* **ASSIGNMENT**: Reading the records below, how many lines contain "RequestContext"? Respond with a number and nothing else.

(SOURCE INFORMATION begins)

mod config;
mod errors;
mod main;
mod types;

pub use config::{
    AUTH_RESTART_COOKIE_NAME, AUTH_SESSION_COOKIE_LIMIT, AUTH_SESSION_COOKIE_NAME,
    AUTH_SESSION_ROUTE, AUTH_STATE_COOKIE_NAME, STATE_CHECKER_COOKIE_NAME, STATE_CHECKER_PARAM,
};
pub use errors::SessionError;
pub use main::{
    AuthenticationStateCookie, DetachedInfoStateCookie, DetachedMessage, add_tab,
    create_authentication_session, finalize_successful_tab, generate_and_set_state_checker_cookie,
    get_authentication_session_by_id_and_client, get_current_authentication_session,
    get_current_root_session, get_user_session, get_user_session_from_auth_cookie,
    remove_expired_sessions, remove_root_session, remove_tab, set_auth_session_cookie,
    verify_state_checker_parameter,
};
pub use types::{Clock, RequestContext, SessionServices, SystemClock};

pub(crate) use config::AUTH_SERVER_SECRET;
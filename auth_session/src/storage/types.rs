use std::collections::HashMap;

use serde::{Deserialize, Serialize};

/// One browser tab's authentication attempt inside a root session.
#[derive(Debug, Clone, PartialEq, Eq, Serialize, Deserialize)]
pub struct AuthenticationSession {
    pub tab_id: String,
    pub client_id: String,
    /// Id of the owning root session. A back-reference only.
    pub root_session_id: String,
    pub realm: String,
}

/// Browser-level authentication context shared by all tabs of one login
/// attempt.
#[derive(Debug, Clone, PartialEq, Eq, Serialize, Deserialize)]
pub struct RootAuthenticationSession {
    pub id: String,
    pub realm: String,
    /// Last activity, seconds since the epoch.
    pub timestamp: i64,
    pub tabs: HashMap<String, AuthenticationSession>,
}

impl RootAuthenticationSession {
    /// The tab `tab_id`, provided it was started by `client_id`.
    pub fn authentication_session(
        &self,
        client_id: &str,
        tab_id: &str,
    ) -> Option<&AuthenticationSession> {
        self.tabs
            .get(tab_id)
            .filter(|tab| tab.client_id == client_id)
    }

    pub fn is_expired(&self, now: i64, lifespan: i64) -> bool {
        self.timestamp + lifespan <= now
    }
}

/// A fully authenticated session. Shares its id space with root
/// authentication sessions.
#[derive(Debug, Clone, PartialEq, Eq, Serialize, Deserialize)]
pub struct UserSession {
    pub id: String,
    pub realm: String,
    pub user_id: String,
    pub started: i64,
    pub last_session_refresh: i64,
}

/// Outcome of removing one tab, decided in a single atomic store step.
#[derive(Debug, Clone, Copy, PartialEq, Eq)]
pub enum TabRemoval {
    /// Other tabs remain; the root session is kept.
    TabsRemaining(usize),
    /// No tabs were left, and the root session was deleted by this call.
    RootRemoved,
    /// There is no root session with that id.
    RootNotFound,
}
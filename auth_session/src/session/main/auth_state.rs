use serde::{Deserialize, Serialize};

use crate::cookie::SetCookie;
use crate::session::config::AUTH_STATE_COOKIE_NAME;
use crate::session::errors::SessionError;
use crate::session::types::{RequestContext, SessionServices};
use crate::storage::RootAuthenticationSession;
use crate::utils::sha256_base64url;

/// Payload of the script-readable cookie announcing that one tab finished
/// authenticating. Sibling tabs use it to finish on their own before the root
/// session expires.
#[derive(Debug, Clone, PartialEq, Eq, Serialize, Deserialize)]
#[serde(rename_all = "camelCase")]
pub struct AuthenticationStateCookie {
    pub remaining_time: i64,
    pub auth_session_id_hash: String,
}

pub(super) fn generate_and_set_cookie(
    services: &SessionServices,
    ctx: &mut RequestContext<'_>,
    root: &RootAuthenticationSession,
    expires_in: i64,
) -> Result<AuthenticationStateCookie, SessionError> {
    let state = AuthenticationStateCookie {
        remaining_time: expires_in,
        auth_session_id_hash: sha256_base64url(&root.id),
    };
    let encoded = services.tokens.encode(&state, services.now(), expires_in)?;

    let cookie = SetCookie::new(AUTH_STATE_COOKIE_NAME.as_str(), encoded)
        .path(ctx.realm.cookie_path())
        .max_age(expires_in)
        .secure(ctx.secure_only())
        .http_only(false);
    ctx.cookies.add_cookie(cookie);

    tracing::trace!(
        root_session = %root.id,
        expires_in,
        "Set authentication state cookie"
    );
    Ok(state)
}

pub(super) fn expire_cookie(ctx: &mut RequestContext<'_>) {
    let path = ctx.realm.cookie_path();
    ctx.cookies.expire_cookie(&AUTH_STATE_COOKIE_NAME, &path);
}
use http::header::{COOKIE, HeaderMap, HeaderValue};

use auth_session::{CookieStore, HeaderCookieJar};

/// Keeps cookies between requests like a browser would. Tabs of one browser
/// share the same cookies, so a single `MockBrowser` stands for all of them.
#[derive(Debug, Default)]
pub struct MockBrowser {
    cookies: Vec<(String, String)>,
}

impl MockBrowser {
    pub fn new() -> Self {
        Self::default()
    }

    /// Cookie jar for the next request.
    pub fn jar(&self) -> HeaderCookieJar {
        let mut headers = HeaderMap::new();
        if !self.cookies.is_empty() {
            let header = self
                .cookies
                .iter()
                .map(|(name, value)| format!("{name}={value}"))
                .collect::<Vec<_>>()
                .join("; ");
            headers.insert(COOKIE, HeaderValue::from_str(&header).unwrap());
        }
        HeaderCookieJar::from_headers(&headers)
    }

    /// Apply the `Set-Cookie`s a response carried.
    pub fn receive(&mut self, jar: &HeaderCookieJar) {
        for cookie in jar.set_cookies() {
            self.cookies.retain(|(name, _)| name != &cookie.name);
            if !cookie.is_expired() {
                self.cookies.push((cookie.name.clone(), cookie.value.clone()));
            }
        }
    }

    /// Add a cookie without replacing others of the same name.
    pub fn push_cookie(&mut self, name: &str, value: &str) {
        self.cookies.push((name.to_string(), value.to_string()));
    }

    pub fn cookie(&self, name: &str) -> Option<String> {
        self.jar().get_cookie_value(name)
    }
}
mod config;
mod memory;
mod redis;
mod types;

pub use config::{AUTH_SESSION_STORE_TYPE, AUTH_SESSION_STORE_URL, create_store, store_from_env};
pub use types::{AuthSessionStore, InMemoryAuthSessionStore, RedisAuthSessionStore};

(SOURCE INFORMATION ends)
(SOURCE INFORMATION begins)

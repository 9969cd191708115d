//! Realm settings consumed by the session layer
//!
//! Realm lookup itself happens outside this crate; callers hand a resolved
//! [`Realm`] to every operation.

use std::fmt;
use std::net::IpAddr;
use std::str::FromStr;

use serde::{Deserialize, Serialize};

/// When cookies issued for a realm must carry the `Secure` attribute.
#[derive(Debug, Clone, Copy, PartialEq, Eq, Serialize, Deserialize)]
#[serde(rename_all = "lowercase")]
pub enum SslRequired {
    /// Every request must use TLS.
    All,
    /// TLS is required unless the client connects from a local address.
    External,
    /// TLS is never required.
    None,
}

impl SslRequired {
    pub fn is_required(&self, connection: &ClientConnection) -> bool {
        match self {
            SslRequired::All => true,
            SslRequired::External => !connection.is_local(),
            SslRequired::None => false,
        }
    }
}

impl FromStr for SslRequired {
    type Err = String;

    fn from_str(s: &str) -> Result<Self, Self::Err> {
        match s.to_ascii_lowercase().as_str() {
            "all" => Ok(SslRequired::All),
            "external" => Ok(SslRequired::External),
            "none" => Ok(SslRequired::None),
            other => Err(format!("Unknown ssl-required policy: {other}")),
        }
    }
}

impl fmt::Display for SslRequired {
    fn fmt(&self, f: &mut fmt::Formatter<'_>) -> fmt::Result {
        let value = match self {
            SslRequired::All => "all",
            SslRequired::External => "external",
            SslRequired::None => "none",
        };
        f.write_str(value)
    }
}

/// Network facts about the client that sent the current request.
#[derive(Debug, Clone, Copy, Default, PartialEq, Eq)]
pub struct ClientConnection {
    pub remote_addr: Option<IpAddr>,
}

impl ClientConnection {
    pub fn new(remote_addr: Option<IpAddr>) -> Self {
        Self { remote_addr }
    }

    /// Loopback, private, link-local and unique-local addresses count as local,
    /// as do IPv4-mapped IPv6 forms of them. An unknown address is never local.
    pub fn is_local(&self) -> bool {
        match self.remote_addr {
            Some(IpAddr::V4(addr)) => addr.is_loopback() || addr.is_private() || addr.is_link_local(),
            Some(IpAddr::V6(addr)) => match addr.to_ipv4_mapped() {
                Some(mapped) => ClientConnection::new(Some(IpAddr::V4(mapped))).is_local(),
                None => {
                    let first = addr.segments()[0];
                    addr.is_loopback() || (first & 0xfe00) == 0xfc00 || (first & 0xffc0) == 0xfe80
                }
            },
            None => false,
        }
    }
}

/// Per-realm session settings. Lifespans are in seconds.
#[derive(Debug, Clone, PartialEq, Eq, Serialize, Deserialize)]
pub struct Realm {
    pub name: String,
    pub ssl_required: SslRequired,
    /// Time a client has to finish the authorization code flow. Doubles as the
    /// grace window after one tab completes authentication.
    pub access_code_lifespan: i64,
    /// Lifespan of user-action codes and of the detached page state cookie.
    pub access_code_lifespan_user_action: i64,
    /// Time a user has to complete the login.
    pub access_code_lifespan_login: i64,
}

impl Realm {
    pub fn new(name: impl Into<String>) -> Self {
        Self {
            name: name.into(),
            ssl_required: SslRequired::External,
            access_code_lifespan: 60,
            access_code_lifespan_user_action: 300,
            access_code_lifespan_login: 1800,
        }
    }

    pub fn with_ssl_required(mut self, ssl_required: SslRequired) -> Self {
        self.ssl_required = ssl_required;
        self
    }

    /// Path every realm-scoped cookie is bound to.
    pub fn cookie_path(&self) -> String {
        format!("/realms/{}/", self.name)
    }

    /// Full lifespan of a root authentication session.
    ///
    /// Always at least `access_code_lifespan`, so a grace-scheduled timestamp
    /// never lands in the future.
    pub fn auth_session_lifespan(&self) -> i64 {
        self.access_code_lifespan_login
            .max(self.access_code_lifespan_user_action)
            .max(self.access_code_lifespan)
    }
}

(SOURCE INFORMATION ends)
(SOURCE INFORMATION begins)

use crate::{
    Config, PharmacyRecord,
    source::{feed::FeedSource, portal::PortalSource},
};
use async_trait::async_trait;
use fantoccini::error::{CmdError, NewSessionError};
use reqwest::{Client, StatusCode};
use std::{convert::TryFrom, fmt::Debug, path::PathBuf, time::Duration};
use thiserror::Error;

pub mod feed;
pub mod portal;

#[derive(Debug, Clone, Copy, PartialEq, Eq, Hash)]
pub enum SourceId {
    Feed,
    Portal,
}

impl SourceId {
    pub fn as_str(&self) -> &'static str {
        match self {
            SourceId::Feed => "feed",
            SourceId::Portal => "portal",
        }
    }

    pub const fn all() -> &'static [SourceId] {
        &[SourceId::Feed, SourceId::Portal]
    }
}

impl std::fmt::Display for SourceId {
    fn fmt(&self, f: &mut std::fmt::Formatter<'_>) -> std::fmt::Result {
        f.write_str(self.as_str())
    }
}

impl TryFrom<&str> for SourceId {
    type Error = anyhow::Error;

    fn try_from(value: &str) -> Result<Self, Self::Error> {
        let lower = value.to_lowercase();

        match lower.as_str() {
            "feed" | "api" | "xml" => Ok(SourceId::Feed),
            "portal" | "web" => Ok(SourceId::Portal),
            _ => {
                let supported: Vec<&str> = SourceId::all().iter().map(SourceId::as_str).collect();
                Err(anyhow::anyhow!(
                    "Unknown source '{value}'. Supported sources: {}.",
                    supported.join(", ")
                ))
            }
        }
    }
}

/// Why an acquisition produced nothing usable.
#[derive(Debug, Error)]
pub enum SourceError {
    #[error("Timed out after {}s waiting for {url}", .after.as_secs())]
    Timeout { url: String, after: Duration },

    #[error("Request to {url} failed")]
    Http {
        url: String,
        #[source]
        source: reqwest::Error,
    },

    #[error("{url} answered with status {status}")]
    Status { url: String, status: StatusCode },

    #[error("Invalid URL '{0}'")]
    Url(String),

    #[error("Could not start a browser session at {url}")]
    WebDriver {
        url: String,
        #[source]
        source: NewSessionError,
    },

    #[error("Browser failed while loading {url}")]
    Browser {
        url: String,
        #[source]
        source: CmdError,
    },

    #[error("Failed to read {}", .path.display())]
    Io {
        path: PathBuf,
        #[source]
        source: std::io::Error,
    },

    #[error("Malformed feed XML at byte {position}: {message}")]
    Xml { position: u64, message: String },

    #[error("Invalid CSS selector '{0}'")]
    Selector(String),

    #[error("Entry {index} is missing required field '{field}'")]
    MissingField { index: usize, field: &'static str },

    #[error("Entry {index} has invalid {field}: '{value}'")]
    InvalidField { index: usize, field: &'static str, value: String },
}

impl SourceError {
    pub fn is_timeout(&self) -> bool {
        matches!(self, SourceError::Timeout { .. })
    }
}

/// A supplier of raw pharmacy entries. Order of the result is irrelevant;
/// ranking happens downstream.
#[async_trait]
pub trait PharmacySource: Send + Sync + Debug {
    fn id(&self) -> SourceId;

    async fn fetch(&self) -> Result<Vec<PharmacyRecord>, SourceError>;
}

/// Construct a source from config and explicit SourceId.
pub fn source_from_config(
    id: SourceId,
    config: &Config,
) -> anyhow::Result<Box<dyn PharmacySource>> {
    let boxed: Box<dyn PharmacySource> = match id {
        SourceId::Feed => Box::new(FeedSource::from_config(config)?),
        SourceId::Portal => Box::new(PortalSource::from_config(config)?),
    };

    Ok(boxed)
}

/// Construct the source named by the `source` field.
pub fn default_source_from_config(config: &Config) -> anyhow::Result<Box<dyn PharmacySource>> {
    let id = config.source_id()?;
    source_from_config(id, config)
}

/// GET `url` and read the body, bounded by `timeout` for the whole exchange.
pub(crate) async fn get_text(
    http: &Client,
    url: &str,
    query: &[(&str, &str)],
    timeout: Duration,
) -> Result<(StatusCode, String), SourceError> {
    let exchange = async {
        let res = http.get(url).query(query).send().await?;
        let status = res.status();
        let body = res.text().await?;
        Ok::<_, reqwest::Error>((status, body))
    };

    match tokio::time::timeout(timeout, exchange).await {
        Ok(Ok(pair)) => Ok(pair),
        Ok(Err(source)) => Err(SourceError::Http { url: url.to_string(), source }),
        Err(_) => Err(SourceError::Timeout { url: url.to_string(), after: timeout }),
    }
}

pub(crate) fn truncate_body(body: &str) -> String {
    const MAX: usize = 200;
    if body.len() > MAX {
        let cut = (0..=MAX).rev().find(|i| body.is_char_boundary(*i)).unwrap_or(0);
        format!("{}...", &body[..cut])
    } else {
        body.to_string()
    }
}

(SOURCE INFORMATION ends)

* **YOUR RESPONSE**: 4